//! Latest-value slot.

/// One input's slot in a latest-value-wins join.
///
/// Empty until the input produces its first value; afterwards always holds
/// the most recent one.
#[derive(Debug, Clone)]
pub struct Latest<T> {
    value: Option<T>,
}

impl<T> Default for Latest<T> {
    fn default() -> Self {
        Self { value: None }
    }
}

impl<T> Latest<T> {
    /// Create an empty slot.
    #[must_use]
    pub const fn new() -> Self {
        Self { value: None }
    }

    /// Store a new value.
    pub fn set(&mut self, value: T) {
        self.value = Some(value);
    }

    /// Current value, if the input has produced one.
    #[must_use]
    pub const fn get(&self) -> Option<&T> {
        self.value.as_ref()
    }

    /// Whether the input has produced a value.
    #[must_use]
    pub const fn is_set(&self) -> bool {
        self.value.is_some()
    }
}

impl<T: Clone> Latest<T> {
    /// Copy of the current value.
    #[must_use]
    pub fn cloned(&self) -> Option<T> {
        self.value.clone()
    }
}
//! Quote Provider Client
//!
//! reqwest-backed implementation of [`UpstreamPort`]. Each chart fetch is a
//! single bounded GET:
//!
//! ```text
//! GET {base_url}/beta/stock/{symbol}/chart/{period}?token={token}
//! ```
//!
//! The token is attached as a query parameter at send time and is stripped
//! from every error before it can reach a log line.

use std::time::Duration;

use async_trait::async_trait;
use quote_domain::QuoteRequest;
use reqwest::Client;

use crate::application::ports::{UpstreamError, UpstreamPort};
use crate::infrastructure::config::{ApiToken, ProviderSettings};

/// Longest upstream error body kept in an error.
const MAX_ERROR_BODY: usize = 512;

/// HTTP client for the upstream quote provider.
#[derive(Debug, Clone)]
pub struct ProviderClient {
    client: Client,
    base_url: String,
    token: ApiToken,
    timeout: Duration,
}

impl ProviderClient {
    /// Create a new provider client from settings.
    ///
    /// # Errors
    ///
    /// Returns `UpstreamError::Network` if the HTTP client cannot be built.
    pub fn new(settings: &ProviderSettings) -> Result<Self, UpstreamError> {
        let client = Client::builder()
            .timeout(settings.timeout)
            .build()
            .map_err(|e| UpstreamError::Network(e.without_url().to_string()))?;

        Ok(Self {
            client,
            base_url: settings.base_url.trim_end_matches('/').to_string(),
            token: settings.token.clone(),
            timeout: settings.timeout,
        })
    }

    /// Upstream URL for a chart, without credentials.
    #[must_use]
    pub fn chart_url(&self, request: &QuoteRequest) -> String {
        format!("{}/beta/stock/{}", self.base_url, request.chart_path())
    }

    fn classify(&self, err: reqwest::Error) -> UpstreamError {
        if err.is_timeout() {
            UpstreamError::Timeout(self.timeout)
        } else {
            UpstreamError::Network(err.without_url().to_string())
        }
    }
}

#[async_trait]
impl UpstreamPort for ProviderClient {
    async fn get_chart(&self, request: &QuoteRequest) -> Result<Vec<u8>, UpstreamError> {
        let url = self.chart_url(request);
        tracing::debug!(url = %url, "Requesting chart from provider");

        let response = self
            .client
            .get(&url)
            .query(&[("token", self.token.expose())])
            .send()
            .await
            .map_err(|e| self.classify(e))?;

        let status = response.status();

        if !status.is_success() {
            let mut body = response.text().await.unwrap_or_default();
            truncate_at_char_boundary(&mut body, MAX_ERROR_BODY);
            return Err(UpstreamError::Status {
                status: status.as_u16(),
                body,
            });
        }

        let bytes = response.bytes().await.map_err(|e| self.classify(e))?;
        Ok(bytes.to_vec())
    }
}

fn truncate_at_char_boundary(text: &mut String, max: usize) {
    if text.len() <= max {
        return;
    }
    let mut cut = max;
    while !text.is_char_boundary(cut) {
        cut -= 1;
    }
    text.truncate(cut);
}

==================================================

● TASK PROMPT
All lines that contain the word "send" must be copied from the records above.

● TASK SOLUTION
//! The token is attached as a query parameter at send time and is stripped
            .send()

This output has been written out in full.